─── DATA TO USE

//! Upload planning and progress tracking
//!
//! Validates and normalizes file names before any transport call, then runs
//! each upload as an independent concurrent transfer. Progress is tracked per
//! destination key; the aggregate "all done" signal is the AND of every
//! per-file finished flag. In-flight transfers are never cancelled by the
//! caller going away.

use std::sync::Arc;

use futures::future::join_all;
use tokio::sync::mpsc;
use tracing::{info, warn};

use crate::classify::{classify, human_readable_size};
use crate::naming::NamingResolver;
use crate::notice::Notice;
use crate::store::{ObjectStore, ProgressEvent};

/// Replace runs of whitespace, then runs of `+`, with a single underscore.
///
/// The transcription/redaction pipeline cannot handle those characters in
/// object keys. Idempotent: normalizing a normalized name is a no-op.
pub fn normalize_file_name(name: &str) -> String {
    collapse_runs(&collapse_runs(name, char::is_whitespace), |c| c == '+')
}

fn collapse_runs(text: &str, mut is_member: impl FnMut(char) -> bool) -> String {
    let mut out = String::with_capacity(text.len());
    let mut in_run = false;
    for ch in text.chars() {
        if is_member(ch) {
            if !in_run {
                out.push('_');
                in_run = true;
            }
        } else {
            out.push(ch);
            in_run = false;
        }
    }
    out
}

/// One accepted upload
#[derive(Debug, Clone)]
pub struct UploadTask {
    /// Name as the user supplied it
    pub original_name: String,
    /// Normalized name used in the store key
    pub name: String,
    /// Destination key
    pub key: String,
    /// Document-type icon for the progress list
    pub icon: &'static str,
}

/// Accepted tasks plus the notices produced while planning
#[derive(Debug, Default)]
pub struct UploadPlan {
    pub tasks: Vec<UploadTask>,
    pub notices: Vec<Notice>,
}

/// Validate and normalize a batch of file names.
///
/// Over-long names are rejected with a sticky error notice each; the rest of
/// the batch still uploads. Renamed files get an informational notice naming
/// the substitution.
pub fn plan_uploads<'a>(
    names: impl IntoIterator<Item = &'a str>,
    resolver: &NamingResolver,
) -> UploadPlan {
    let max_length = resolver.naming().max_file_name_length;
    let mut plan = UploadPlan::default();

    for original in names {
        if original.chars().count() > max_length {
            warn!(length = original.chars().count(), max_length, "rejecting over-long file name");
            plan.notices.push(Notice::error_untitled(format!(
                "File \"{}\" name length ({}) exceeds the maximum length of {} characters and will not be uploaded.",
                original,
                original.chars().count(),
                max_length
            )));
            continue;
        }

        let normalized = normalize_file_name(original);
        if normalized != original {
            plan.notices.push(Notice::info_sticky(
                format!(
                    "File name \"{}\" contains whitespace or \"+\" characters",
                    original
                ),
                format!("The file will be uploaded as \"{}\".", normalized),
            ));
        }

        plan.tasks.push(UploadTask {
            original_name: original.to_string(),
            key: resolver.primary_key(&normalized),
            icon: classify(original).icon,
            name: normalized,
        });
    }

    plan
}

/// Progress row for one upload, keyed by destination key
#[derive(Debug, Clone)]
pub struct UploadProgress {
    pub name: String,
    pub key: String,
    pub icon: &'static str,
    /// 0 to 100
    pub percent: u8,
    /// Humanized bytes transferred so far
    pub loaded: String,
    /// Humanized total bytes
    pub total: String,
    pub finished: bool,
    pub succeeded: bool,
}

/// Event stream feeding the tracker
#[derive(Debug, Clone)]
pub enum UploadEvent {
    Progress { key: String, loaded: u64, total: u64 },
    Completed { key: String },
    Failed { key: String, message: String },
}

/// Per-file progress state for a batch of uploads
#[derive(Debug, Default)]
pub struct UploadTracker {
    files: Vec<UploadProgress>,
}

impl UploadTracker {
    /// Start tracking the accepted tasks of a plan
    pub fn new(tasks: &[UploadTask]) -> Self {
        Self {
            files: tasks
                .iter()
                .map(|task| UploadProgress {
                    name: task.original_name.clone(),
                    key: task.key.clone(),
                    icon: task.icon,
                    percent: 0,
                    loaded: String::new(),
                    total: String::new(),
                    finished: false,
                    succeeded: false,
                })
                .collect(),
        }
    }

    pub fn files(&self) -> &[UploadProgress] {
        &self.files
    }

    /// Apply one event; failure events produce the notice to surface.
    /// Events for unknown keys are ignored (a transfer the caller never
    /// planned, or a stale completion after a rebuild).
    pub fn apply(&mut self, event: &UploadEvent) -> Option<Notice> {
        match event {
            UploadEvent::Progress { key, loaded, total } => {
                if let Some(file) = self.file_mut(key) {
                    file.percent = if *total == 0 {
                        100
                    } else {
                        ((loaded * 100) / total) as u8
                    };
                    file.loaded = human_readable_size(*loaded);
                    file.total = human_readable_size(*total);
                }
                None
            }
            UploadEvent::Completed { key } => {
                if let Some(file) = self.file_mut(key) {
                    file.finished = true;
                    file.succeeded = true;
                }
                None
            }
            UploadEvent::Failed { key, message } => {
                let name = match self.file_mut(key) {
                    Some(file) => {
                        file.finished = true;
                        file.succeeded = false;
                        file.name.clone()
                    }
                    None => key.clone(),
                };
                Some(Notice::error(
                    format!("Error uploading file \"{}\"", name),
                    message.clone(),
                ))
            }
        }
    }

    /// True once every tracked file has finished, successfully or not.
    /// An empty batch counts as finished.
    pub fn all_finished(&self) -> bool {
        self.files.iter().all(|file| file.finished)
    }

    fn file_mut(&mut self, key: &str) -> Option<&mut UploadProgress> {
        self.files.iter_mut().find(|file| file.key == key)
    }
}

/// Run a batch of uploads as independent concurrent transfers.
///
/// Each file gets its own task; one failure never affects the others. Events
/// arrive on `events` in per-file order, with no ordering guarantee between
/// files. The supervisor task owns the transfers: dropping the caller's
/// receiver does not cancel anything.
pub fn run_uploads(
    store: Arc<dyn ObjectStore>,
    files: Vec<(UploadTask, Vec<u8>)>,
    events: mpsc::UnboundedSender<UploadEvent>,
) {
    tokio::spawn(async move {
        let transfers = files.into_iter().map(|(task, body)| {
            let store = Arc::clone(&store);
            let events = events.clone();
            tokio::spawn(async move {
                let (progress_tx, mut progress_rx) = mpsc::unbounded_channel::<ProgressEvent>();
                let forwarder_events = events.clone();
                let forwarder = tokio::spawn(async move {
                    while let Some(progress) = progress_rx.recv().await {
                        let _ = forwarder_events.send(UploadEvent::Progress {
                            key: progress.key,
                            loaded: progress.loaded,
                            total: progress.total,
                        });
                    }
                });

                let result = store.put_object(&task.key, body, Some(progress_tx)).await;
                // Progress sender is dropped by put_object's completion
                let _ = forwarder.await;
                match result {
                    Ok(()) => {
                        info!(key = %task.key, "upload complete");
                        let _ = events.send(UploadEvent::Completed { key: task.key });
                    }
                    Err(e) => {
                        warn!(key = %task.key, error = %e, "upload failed");
                        let _ = events.send(UploadEvent::Failed {
                            key: task.key,
                            message: e.to_string(),
                        });
                    }
                }
            })
        });
        join_all(transfers).await;
    });
}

──────

Everything in the material above is to be copied exactly.

SOLUTION TO THIS PROBLEM ::
//! Upload planning and progress tracking
//!
//! Validates and normalizes file names before any transport call, then runs
//! each upload as an independent concurrent transfer. Progress is tracked per
//! destination key; the aggregate "all done" signal is the AND of every
//! per-file finished flag. In-flight transfers are never cancelled by the
//! caller going away.

use std::sync::Arc;

use futures::future::join_all;
use tokio::sync::mpsc;
use tracing::{info, warn};

use crate::classify::{classify, human_readable_size};
use crate::naming::NamingResolver;
use crate::notice::Notice;
use crate::store::{ObjectStore, ProgressEvent};

/// Replace runs of whitespace, then runs of `+`, with a single underscore.
///
/// The transcription/redaction pipeline cannot handle those characters in
/// object keys. Idempotent: normalizing a normalized name is a no-op.
pub fn normalize_file_name(name: &str) -> String {
    collapse_runs(&collapse_runs(name, char::is_whitespace), |c| c == '+')
}

fn collapse_runs(text: &str, mut is_member: impl FnMut(char) -> bool) -> String {
    let mut out = String::with_capacity(text.len());
    let mut in_run = false;
    for ch in text.chars() {
        if is_member(ch) {
            if !in_run {
                out.push('_');
                in_run = true;
            }
        } else {
            out.push(ch);
            in_run = false;
        }
    }
    out
}

/// One accepted upload
#[derive(Debug, Clone)]
pub struct UploadTask {
    /// Name as the user supplied it
    pub original_name: String,
    /// Normalized name used in the store key
    pub name: String,
    /// Destination key
    pub key: String,
    /// Document-type icon for the progress list
    pub icon: &'static str,
}

/// Accepted tasks plus the notices produced while planning
#[derive(Debug, Default)]
pub struct UploadPlan {
    pub tasks: Vec<UploadTask>,
    pub notices: Vec<Notice>,
}

/// Validate and normalize a batch of file names.
///
/// Over-long names are rejected with a sticky error notice each; the rest of
/// the batch still uploads. Renamed files get an informational notice naming
/// the substitution.
pub fn plan_uploads<'a>(
    names: impl IntoIterator<Item = &'a str>,
    resolver: &NamingResolver,
) -> UploadPlan {
    let max_length = resolver.naming().max_file_name_length;
    let mut plan = UploadPlan::default();

    for original in names {
        if original.chars().count() > max_length {
            warn!(length = original.chars().count(), max_length, "rejecting over-long file name");
            plan.notices.push(Notice::error_untitled(format!(
                "File \"{}\" name length ({}) exceeds the maximum length of {} characters and will not be uploaded.",
                original,
                original.chars().count(),
                max_length
            )));
            continue;
        }

        let normalized = normalize_file_name(original);
        if normalized != original {
            plan.notices.push(Notice::info_sticky(
                format!(
                    "File name \"{}\" contains whitespace or \"+\" characters",
                    original
                ),
                format!("The file will be uploaded as \"{}\".", normalized),
            ));
        }

        plan.tasks.push(UploadTask {
            original_name: original.to_string(),
            key: resolver.primary_key(&normalized),
            icon: classify(original).icon,
            name: normalized,
        });
    }

    plan
}

/// Progress row for one upload, keyed by destination key
#[derive(Debug, Clone)]
pub struct UploadProgress {
    pub name: String,
    pub key: String,
    pub icon: &'static str,
    /// 0 to 100
    pub percent: u8,
    /// Humanized bytes transferred so far
    pub loaded: String,
    /// Humanized total bytes
    pub total: String,
    pub finished: bool,
    pub succeeded: bool,
}

/// Event stream feeding the tracker
#[derive(Debug, Clone)]
pub enum UploadEvent {
    Progress { key: String, loaded: u64, total: u64 },
    Completed { key: String },
    Failed { key: String, message: String },
}

/// Per-file progress state for a batch of uploads
#[derive(Debug, Default)]
pub struct UploadTracker {
    files: Vec<UploadProgress>,
}

impl UploadTracker {
    /// Start tracking the accepted tasks of a plan
    pub fn new(tasks: &[UploadTask]) -> Self {
        Self {
            files: tasks
                .iter()
                .map(|task| UploadProgress {
                    name: task.original_name.clone(),
                    key: task.key.clone(),
                    icon: task.icon,
                    percent: 0,
                    loaded: String::new(),
                    total: String::new(),
                    finished: false,
                    succeeded: false,
                })
                .collect(),
        }
    }

    pub fn files(&self) -> &[UploadProgress] {
        &self.files
    }

    /// Apply one event; failure events produce the notice to surface.
    /// Events for unknown keys are ignored (a transfer the caller never
    /// planned, or a stale completion after a rebuild).
    pub fn apply(&mut self, event: &UploadEvent) -> Option<Notice> {
        match event {
            UploadEvent::Progress { key, loaded, total } => {
                if let Some(file) = self.file_mut(key) {
                    file.percent = if *total == 0 {
                        100
                    } else {
                        ((loaded * 100) / total) as u8
                    };
                    file.loaded = human_readable_size(*loaded);
                    file.total = human_readable_size(*total);
                }
                None
            }
            UploadEvent::Completed { key } => {
                if let Some(file) = self.file_mut(key) {
                    file.finished = true;
                    file.succeeded = true;
                }
                None
            }
            UploadEvent::Failed { key, message } => {
                let name = match self.file_mut(key) {
                    Some(file) => {
                        file.finished = true;
                        file.succeeded = false;
                        file.name.clone()
                    }
                    None => key.clone(),
                };
                Some(Notice::error(
                    format!("Error uploading file \"{}\"", name),
                    message.clone(),
                ))
            }
        }
    }

    /// True once every tracked file has finished, successfully or not.
    /// An empty batch counts as finished.
    pub fn all_finished(&self) -> bool {
        self.files.iter().all(|file| file.finished)
    }

    fn file_mut(&mut self, key: &str) -> Option<&mut UploadProgress> {
        self.files.iter_mut().find(|file| file.key == key)
    }
}

/// Run a batch of uploads as independent concurrent transfers.
///
/// Each file gets its own task; one failure never affects the others. Events
/// arrive on `events` in per-file order, with no ordering guarantee between
/// files. The supervisor task owns the transfers: dropping the caller's
/// receiver does not cancel anything.
pub fn run_uploads(
    store: Arc<dyn ObjectStore>,
    files: Vec<(UploadTask, Vec<u8>)>,
    events: mpsc::UnboundedSender<UploadEvent>,
) {
    tokio::spawn(async move {
        let transfers = files.into_iter().map(|(task, body)| {
            let store = Arc::clone(&store);
            let events = events.clone();
            tokio::spawn(async move {
                let (progress_tx, mut progress_rx) = mpsc::unbounded_channel::<ProgressEvent>();
                let forwarder_events = events.clone();
                let forwarder = tokio::spawn(async move {
                    while let Some(progress) = progress_rx.recv().await {
                        let _ = forwarder_events.send(UploadEvent::Progress {
                            key: progress.key,
                            loaded: progress.loaded,
                            total: progress.total,
                        });
                    }
                });

                let result = store.put_object(&task.key, body, Some(progress_tx)).await;
                // Progress sender is dropped by put_object's completion
                let _ = forwarder.await;
                match result {
                    Ok(()) => {
                        info!(key = %task.key, "upload complete");
                        let _ = events.send(UploadEvent::Completed { key: task.key });
                    }
                    Err(e) => {
                        warn!(key = %task.key, error = %e, "upload failed");
                        let _ = events.send(UploadEvent::Failed {
                            key: task.key,
                            message: e.to_string(),
                        });
                    }
                }
            })
        });
        join_all(transfers).await;
    });
}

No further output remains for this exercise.